Le printemps napolitain est une bien belle saison. Un soleil caressant fait miroiter l’eau calme de la baie sans troubler l’atmosphère. La température est douce, le Vésuve découpe ses pentes verdoyantes dans un air limpide, sans penser déjà aux brûlures de l’été. Au loin, l’île de Capri, délaissée par les hordes de touristes envahissants, semble vouloir accoster bientôt. Dans la rade, le Castel del Ovo, bâti pour affronter les pires tempêtes, joue avec les mouettes alors que, sur les collines, Santa Lucia sème l’or des mimosas dans la brise légère venue du large.

En 2005, les hommes de la Guardia di Finanza ont sans doute profité de cet air de printemps pour aller se balader à Sarno, au pied du Vésuve. Une balade plaisante pour une perquisition de routine dans un entrepôt suspect. Ils étaient loin d’imaginer jusqu’où les entraînerait cette première investigation. Dix ans ont passé. Déposé sur le bureau du ministère public, un mètre cube de paperasse résume cette décennie d’enquête, que le «Dottore» Ernesto Caggiano, président du tribunal de Nocera Inferiore, tente aujourd’hui de synthétiser. Les 10’000 contrefaçons saisies à Sarno en 2005 n’étaient que la partie visible de l’iceberg. Depuis cette balade printanière, il a fallu auditionner des dizaines de prévenus, retranscrire des centaines d’écoutes téléphoniques. Plus l’enquête avançait, plus le réseau se ramifiait, faisant intervenir des familles entières de ressortissants chinois. Jouant de leur ressemblance physique et de leur homonymie, portant des papiers d’identité qu’on eut dits interchangeables, les prévenus ont savamment entretenu la confusion la plus totale. Un jour des cousins, le lendemain des inconnus. Un jour marié, le lendemain célibataire. Mieux encore: un prévenu a continué de répondre aux convocations de la police… plusieurs mois après son décès. Jusqu’aux interprètes chinois, requis par la Justice, qui ont jeté l’éponge, incapables de traduire en italien les patois chinois et les codes de langages utilisés entre eux par les impliqués.
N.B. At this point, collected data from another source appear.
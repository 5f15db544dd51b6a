//! # Change Journal Repository
//!
//! Pending local changes waiting to be pushed.
//!
//! ## Journal Lifecycle
//! ```text
//! ┌─────────────────────────────────────────────────────────────────────────┐
//! │                    Change Journal Lifecycle                             │
//! │                                                                         │
//! │  LOCAL WRITE (StoreTransaction, origin = Local)                        │
//! │       │                                                                 │
//! │       ▼                                                                 │
//! │  ┌─────────────────────────────────────────────────────────────────┐   │
//! │  │                   SINGLE TRANSACTION                            │   │
//! │  │  1. INSERT/UPDATE/DELETE records                                │   │
//! │  │  2. INSERT INTO sync_changes (type, table, pk, obj, mods, ...)  │   │
//! │  └─────────────────────────────────────────────────────────────────┘   │
//! │       │                                                                 │
//! │       ▼                                                                 │
//! │  pending(limit) ─► PushRequest.clientChanges                           │
//! │       │                                                                 │
//! │       ▼                                                                 │
//! │  Push succeeded ─► acknowledge(ids)  (rows deleted)                    │
//! │  Push failed    ─► untouched, retried next cycle                       │
//! │                                                                         │
//! │  SYNC WRITES (origin = Sync) never reach this table.                   │
//! └─────────────────────────────────────────────────────────────────────────┘
//! ```

use chrono::{DateTime, Utc};
use serde_json::Value;
use sqlx::{Executor, Sqlite, SqliteConnection, SqlitePool};
use tracing::debug;

use crate::error::{DbError, DbResult};
use strata_core::{ChangeType, LocalChange, TableName};

#[derive(Debug, sqlx::FromRow)]
struct ChangeRow {
    id: i64,
    change_type: i64,
    table_name: String,
    pk: String,
    obj: Option<String>,
    mods: Option<String>,
    old_obj: Option<String>,
    created_at: DateTime<Utc>,
}

impl ChangeRow {
    fn into_change(self) -> DbResult<LocalChange> {
        let corrupt = |reason: String| DbError::corrupt(self.table_name.clone(), self.pk.clone(), reason);

        let change_type = u8::try_from(self.change_type)
            .map_err(|e| e.to_string())
            .and_then(|v| ChangeType::try_from(v).map_err(|e| e.to_string()))
            .map_err(corrupt)?;

        let parse = |text: &Option<String>| -> DbResult<Option<Value>> {
            text.as_deref()
                .map(serde_json::from_str::<Value>)
                .transpose()
                .map_err(|e| corrupt(e.to_string()))
        };
        let obj = parse(&self.obj)?;
        let mods = parse(&self.mods)?;
        let old_obj = parse(&self.old_obj)?;

        Ok(LocalChange {
            id: self.id,
            change_type,
            table: TableName::new(self.table_name),
            key: self.pk,
            obj,
            mods,
            old_obj,
            created_at: self.created_at,
        })
    }
}

// =============================================================================
// Shared Statements
// =============================================================================

/// Appends one journal entry. Returns its id.
pub(crate) async fn insert_change<'e, E>(
    executor: E,
    change_type: ChangeType,
    table: &str,
    key: &str,
    obj: Option<&Value>,
    mods: Option<&Value>,
    old_obj: Option<&Value>,
) -> DbResult<i64>
where
    E: Executor<'e, Database = Sqlite>,
{
    let obj = obj.map(serde_json::to_string).transpose()?;
    let mods = mods.map(serde_json::to_string).transpose()?;
    let old_obj = old_obj.map(serde_json::to_string).transpose()?;

    let result = sqlx::query(
        r#"
        INSERT INTO sync_changes (change_type, table_name, pk, obj, mods, old_obj, created_at)
        VALUES (?1, ?2, ?3, ?4, ?5, ?6, ?7)
        "#,
    )
    .bind(u8::from(change_type))
    .bind(table)
    .bind(key)
    .bind(obj)
    .bind(mods)
    .bind(old_obj)
    .bind(Utc::now())
    .execute(executor)
    .await?;

    debug!(table = %table, key = %key, kind = change_type.as_str(), "Change captured");

    Ok(result.last_insert_rowid())
}

/// Deletes journal entries by id. Returns how many existed.
pub(crate) async fn delete_changes(conn: &mut SqliteConnection, ids: &[i64]) -> DbResult<u64> {
    let mut removed = 0;
    for id in ids {
        removed += sqlx::query("DELETE FROM sync_changes WHERE id = ?1")
            .bind(*id)
            .execute(&mut *conn)
            .await?
            .rows_affected();
    }
    Ok(removed)
}

pub(crate) async fn delete_changes_for(
    conn: &mut SqliteConnection,
    table: &str,
    key: &str,
    up_to_id: i64,
) -> DbResult<u64> {
    let result = sqlx::query(
        r#"
        DELETE FROM sync_changes
        WHERE table_name = ?1 AND pk = ?2 AND id <= ?3
        "#,
    )
    .bind(table)
    .bind(key)
    .bind(up_to_id)
    .execute(&mut *conn)
    .await?;

    Ok(result.rows_affected())
}

// =============================================================================
// Repository
// =============================================================================

/// Repository for the pending change journal.
#[derive(Debug, Clone)]
pub struct ChangeRepository {
    pool: SqlitePool,
}

impl ChangeRepository {
    pub fn new(pool: SqlitePool) -> Self {
        ChangeRepository { pool }
    }

    /// Gets pending changes, oldest first.
    pub async fn pending(&self, limit: u32) -> DbResult<Vec<LocalChange>> {
        let rows = sqlx::query_as::<_, ChangeRow>(
            r#"
            SELECT id, change_type, table_name, pk, obj, mods, old_obj, created_at
            FROM sync_changes
            ORDER BY id ASC
            LIMIT ?1
            "#,
        )
        .bind(limit)
        .fetch_all(&self.pool)
        .await?;

        rows.into_iter().map(ChangeRow::into_change).collect()
    }

    /// Counts pending changes.
    pub async fn count_pending(&self) -> DbResult<i64> {
        let count: i64 = sqlx::query_scalar("SELECT COUNT(*) FROM sync_changes")
            .fetch_one(&self.pool)
            .await?;
        Ok(count)
    }
}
Et pour couronner le tout, quelques individus qui se dénoncent spontanément et prennent sur eux toutes les charges, d’accord de partir en prison sur-le-champ pour expier les fautes du clan. Les enquêteurs ne sont pas tombés dans un panneau si grossier: les «désignés volontaires» payés pour aller en prison (voilà bien un sot métier n’est-ce pas?) ont été renvoyés illico à leurs commanditaires en Chine. De guerre lasse, faute de pouvoir mettre une identité sur une voix, les policiers ont eu l’idée géniale d’utiliser la technique de l’empreinte acoustique. Un ingénieur acousticien a été chargé de cartographier les centaines d’empreintes acoustiques de tout ce beau monde. Après des mois de comparaisons minutieuses, l’expert a enfin pu mettre un nom sur une voix et confirmer ainsi que le prévenu X est bien celui qui a téléphoné au prévenu Y, malgré toutes ses dénégations. A partir de là, les contours du réseau protéiforme ont peu à peu pris forme nette.
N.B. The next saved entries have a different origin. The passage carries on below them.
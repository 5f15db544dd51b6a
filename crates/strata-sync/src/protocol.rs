//! # Sync Protocol Messages
//!
//! Request and response bodies for the two sync endpoints.
//!
//! ## Protocol Overview
//! ```text
//! ┌─────────────────────────────────────────────────────────────────────────┐
//! │                      Sync Protocol Messages                             │
//! │                                                                         │
//! │  PULL (incremental download, per-table cursors)                        │
//! │  ──────────────────────────────────────────────                        │
//! │  CLIENT ───► PullRequest  { tables: [{ tableName, rv }] }              │
//! │  SERVER ◄─── PullResponse { results: [{ tableName, count,              │
//! │                                         records, error? }],            │
//! │                             totalRecords, timestamp }                  │
//! │                                                                         │
//! │  PUSH (journal upload + server changes since lastRevision)             │
//! │  ──────────────────────────────────────────────────────────            │
//! │  CLIENT ───► PushRequest  { clientChanges, lastRevision,               │
//! │                             syncContext }                               │
//! │  SERVER ◄─── PushResponse { changes, currentRevision, partial,         │
//! │                             conflicts?, message? }                     │
//! └─────────────────────────────────────────────────────────────────────────┘
//! ```
//!
//! ## Wire Format
//! JSON with camelCase field names. `rv: ""` asks for the whole table.
//! Change kinds travel as integers (1 = create, 2 = update, 3 = delete).
//!
//! Response decoding is lenient where servers are known to vary: keys and
//! revisions may be strings or numbers, and a malformed entry in
//! `changes` is dropped with a warning instead of failing the push.

use chrono::{DateTime, Utc};
use serde::{Deserialize, Deserializer, Serialize};
use serde_json::{Map, Value};
use tracing::warn;

use strata_core::{ChangeType, LocalChange, SyncContext, SyncCursor};

// =============================================================================
// Pull
// =============================================================================

/// One `(tableName, rv)` pair of a pull request.
#[derive(Debug, Clone, PartialEq, Eq, Serialize, Deserialize)]
#[serde(rename_all = "camelCase")]
pub struct TableCursor {
    pub table_name: String,
    /// Base64 version token; empty requests every record.
    #[serde(default)]
    pub rv: String,
}

impl From<&SyncCursor> for TableCursor {
    fn from(cursor: &SyncCursor) -> Self {
        TableCursor {
            table_name: cursor.table.to_string(),
            rv: cursor.encoded(),
        }
    }
}

/// Batched pull request: one cursor per table.
#[derive(Debug, Clone, Default, PartialEq, Eq, Serialize, Deserialize)]
#[serde(rename_all = "camelCase")]
pub struct PullRequest {
    pub tables: Vec<TableCursor>,
}

impl PullRequest {
    pub fn from_cursors(cursors: &[SyncCursor]) -> Self {
        PullRequest {
            tables: cursors.iter().map(TableCursor::from).collect(),
        }
    }
}

/// Rows for one table, or the error the server hit producing them.
#[derive(Debug, Clone, PartialEq, Serialize, Deserialize)]
#[serde(rename_all = "camelCase")]
pub struct TableResult {
    pub table_name: String,
    #[serde(default)]
    pub count: u64,
    #[serde(default)]
    pub records: Vec<Value>,
    #[serde(default, skip_serializing_if = "Option::is_none")]
    pub error: Option<String>,
}

#[derive(Debug, Clone, Default, PartialEq, Serialize, Deserialize)]
#[serde(rename_all = "camelCase")]
pub struct PullResponse {
    #[serde(default)]
    pub results: Vec<TableResult>,
    #[serde(default)]
    pub total_records: u64,
    #[serde(default, skip_serializing_if = "Option::is_none")]
    pub timestamp: Option<DateTime<Utc>>,
}

// =============================================================================
// Push
// =============================================================================

/// A change on the wire, in either direction.
#[derive(Debug, Clone, PartialEq, Serialize, Deserialize)]
#[serde(rename_all = "camelCase")]
pub struct ChangeMessage {
    #[serde(rename = "type")]
    pub change_type: ChangeType,
    pub table: String,
    #[serde(deserialize_with = "lenient_key")]
    pub key: String,
    #[serde(default, skip_serializing_if = "Option::is_none")]
    pub obj: Option<Value>,
    #[serde(default, skip_serializing_if = "Option::is_none")]
    pub mods: Option<Map<String, Value>>,
    #[serde(default, skip_serializing_if = "Option::is_none")]
    pub old_obj: Option<Value>,
}

impl From<&LocalChange> for ChangeMessage {
    fn from(change: &LocalChange) -> Self {
        ChangeMessage {
            change_type: change.change_type,
            table: change.table.to_string(),
            key: change.key.clone(),
            obj: change.obj.clone(),
            mods: change.mods.as_ref().and_then(Value::as_object).cloned(),
            old_obj: change.old_obj.clone(),
        }
    }
}

#[derive(Debug, Clone, Default, PartialEq, Serialize, Deserialize)]
#[serde(rename_all = "camelCase")]
pub struct PushRequest {
    pub client_changes: Vec<ChangeMessage>,
    /// `null` on a device that never completed a push.
    pub last_revision: Option<String>,
    pub sync_context: SyncContext,
}

/// Client and server disagree about one row.
#[derive(Debug, Clone, PartialEq, Serialize, Deserialize)]
#[serde(rename_all = "camelCase")]
pub struct ConflictMessage {
    pub table: String,
    #[serde(deserialize_with = "lenient_key")]
    pub key: String,
    #[serde(default, deserialize_with = "lenient_opt_string")]
    pub client_version: Option<String>,
    #[serde(default, deserialize_with = "lenient_opt_string")]
    pub server_version: Option<String>,
    #[serde(default)]
    pub reason: String,
    /// Authoritative row; absent when the server deleted it or chose not
    /// to send it.
    #[serde(default, skip_serializing_if = "Option::is_none")]
    pub server_data: Option<Value>,
}

#[derive(Debug, Clone, Default, PartialEq, Serialize, Deserialize)]
#[serde(rename_all = "camelCase")]
pub struct PushResponse {
    /// Server changes since `lastRevision`, kept raw so one bad entry
    /// doesn't fail the batch. See [`PushResponse::server_changes`].
    #[serde(default)]
    pub changes: Vec<Value>,
    #[serde(default, deserialize_with = "lenient_opt_string")]
    pub current_revision: Option<String>,
    #[serde(default)]
    pub partial: bool,
    #[serde(default, deserialize_with = "null_as_empty")]
    pub conflicts: Vec<ConflictMessage>,
    #[serde(default, skip_serializing_if = "Option::is_none")]
    pub message: Option<String>,
}

impl PushResponse {
    /// Decodes `changes`, dropping entries that are not valid changes.
    pub fn server_changes(&self) -> Vec<ChangeMessage> {
        self.changes
            .iter()
            .enumerate()
            .filter_map(|(index, raw)| match ChangeMessage::deserialize(raw) {
                Ok(change) => Some(change),
                Err(e) => {
                    warn!(index, error = %e, "Dropping malformed server change");
                    None
                }
            })
            .collect()
    }
}

// =============================================================================
// Lenient Field Decoding
// =============================================================================

fn scalar_to_string(value: Value) -> Option<String> {
    match value {
        Value::String(s) => Some(s),
        Value::Number(n) => Some(n.to_string()),
        Value::Bool(b) => Some(b.to_string()),
        _ => None,
    }
}

fn lenient_key<'de, D>(deserializer: D) -> Result<String, D::Error>
where
    D: Deserializer<'de>,
{
    let value = Value::deserialize(deserializer)?;
    match value {
        Value::String(s) if !s.is_empty() => Ok(s),
        Value::Number(n) => Ok(n.to_string()),
        other => Err(serde::de::Error::custom(format!(
            "expected a string or number key, got {}",
            other
        ))),
    }
}

fn lenient_opt_string<'de, D>(deserializer: D) -> Result<Option<String>, D::Error>
where
    D: Deserializer<'de>,
{
    Ok(Option::<Value>::deserialize(deserializer)?.and_then(scalar_to_string))
}

fn null_as_empty<'de, D, T>(deserializer: D) -> Result<Vec<T>, D::Error>
where
    D: Deserializer<'de>,
    T: Deserialize<'de>,
{
    Ok(Option::<Vec<T>>::deserialize(deserializer)?.unwrap_or_default())
}

#[cfg(test)]
mod tests {
    use super::*;
    use serde_json::json;
    use strata_core::VersionToken;

    #[test]
    fn test_pull_request_wire_shape() {
        let request = PullRequest::from_cursors(&[
            SyncCursor::new("Lookup_HoleStatus", VersionToken::EMPTY),
            SyncCursor::new("Collar", VersionToken::from_u64(2001)),
        ]);

        let json = serde_json::to_value(&request).unwrap();
        assert_eq!(
            json,
            json!({
                "tables": [
                    { "tableName": "Lookup_HoleStatus", "rv": "" },
                    { "tableName": "Collar", "rv": "AAAAAAAAB9E=" }
                ]
            })
        );
    }

    #[test]
    fn test_pull_response_with_table_error() {
        let response: PullResponse = serde_json::from_value(json!({
            "results": [
                { "tableName": "A", "count": 0, "records": [], "error": "timeout" },
                { "tableName": "B", "count": 1, "records": [{ "Code": "X" }] }
            ],
            "totalRecords": 1,
            "timestamp": "2024-05-01T10:00:00Z"
        }))
        .unwrap();

        assert_eq!(response.results.len(), 2);
        assert_eq!(response.results[0].error.as_deref(), Some("timeout"));
        assert!(response.results[1].error.is_none());
        assert!(response.timestamp.is_some());
    }

    #[test]
    fn test_push_request_wire_shape() {
        let mut mods = Map::new();
        mods.insert("Depth".into(), json!(12.5));

        let request = PushRequest {
            client_changes: vec![ChangeMessage {
                change_type: ChangeType::Update,
                table: "Collar".into(),
                key: "K1".into(),
                obj: Some(json!({ "CollarId": "K1", "Depth": 12.5 })),
                mods: Some(mods),
                old_obj: Some(json!({ "CollarId": "K1", "Depth": 10.0 })),
            }],
            last_revision: None,
            sync_context: SyncContext::default(),
        };

        let json = serde_json::to_value(&request).unwrap();
        assert_eq!(json["clientChanges"][0]["type"], json!(2));
        assert_eq!(json["clientChanges"][0]["oldObj"]["Depth"], json!(10.0));
        assert_eq!(json["lastRevision"], Value::Null);
        assert_eq!(json["syncContext"]["selectedProgramIds"], json!([]));
    }

    #[test]
    fn test_push_response_is_lenient() {
        let response: PushResponse = serde_json::from_value(json!({
            "changes": [
                { "type": 1, "table": "Collar", "key": 42, "obj": { "CollarId": 42 } },
                { "type": 9, "table": "Collar", "key": "bad" },
                { "table": "Collar" }
            ],
            "currentRevision": 101,
            "partial": false,
            "conflicts": null
        }))
        .unwrap();

        assert_eq!(response.current_revision.as_deref(), Some("101"));
        assert!(response.conflicts.is_empty());

        let changes = response.server_changes();
        assert_eq!(changes.len(), 1);
        assert_eq!(changes[0].key, "42");
        assert_eq!(changes[0].change_type, ChangeType::Create);
    }

    #[test]
    fn test_conflict_decoding() {
        let response: PushResponse = serde_json::from_value(json!({
            "changes": [],
            "currentRevision": "100",
            "conflicts": [{
                "table": "Collar",
                "key": "K1",
                "clientVersion": "AAAAAAAAB9E=",
                "serverVersion": "AAAAAAAAB9I=",
                "reason": "Row modified on server",
                "serverData": { "CollarId": "K1", "Depth": 30 }
            }]
        }))
        .unwrap();

        assert_eq!(response.conflicts.len(), 1);
        let conflict = &response.conflicts[0];
        assert_eq!(conflict.key, "K1");
        assert!(conflict.server_data.is_some());
        assert!(!response.partial);
    }
}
Le 9 mars dernier, le Tribunal de Nocera a souhaité revenir en détail sur les investigations techniques menées par le Service anticontrefaçon de la FH dans le cadre de cette enquête hors norme. Les conclusions de la FH confortent les autres éléments de l’enquête policière. Toutes les contrefaçons analysées ont été fabriquées en Chine entre 2003 et 2005 puis envoyées non assemblées par bateau en Italie. La marchandise était réceptionnée à Naples, puis convoyée à Sarno et à Pise pour l’assemblage dans trois ateliers clandestins, avant d’être distribuée dans toute l’Europe, y compris en Suisse. Un convoyeur chinois appartenant à ce réseau a été appréhendé par les douaniers suisses à Chiasso. Sur la période d’activité estimée, plusieurs centaines de milliers de pièces ont ainsi été écoulées. La partie adverse a bien tenté de minimiser les volumes en jeu, sans succès. Dans une enquête si touffue, le Ministère public a grandement apprécié l’aide technique apportée par la FH et c’est par ces remerciements que Dr Caggiano a mis un terme à l’audience. Prononcé du jugement dans le courant de l’été.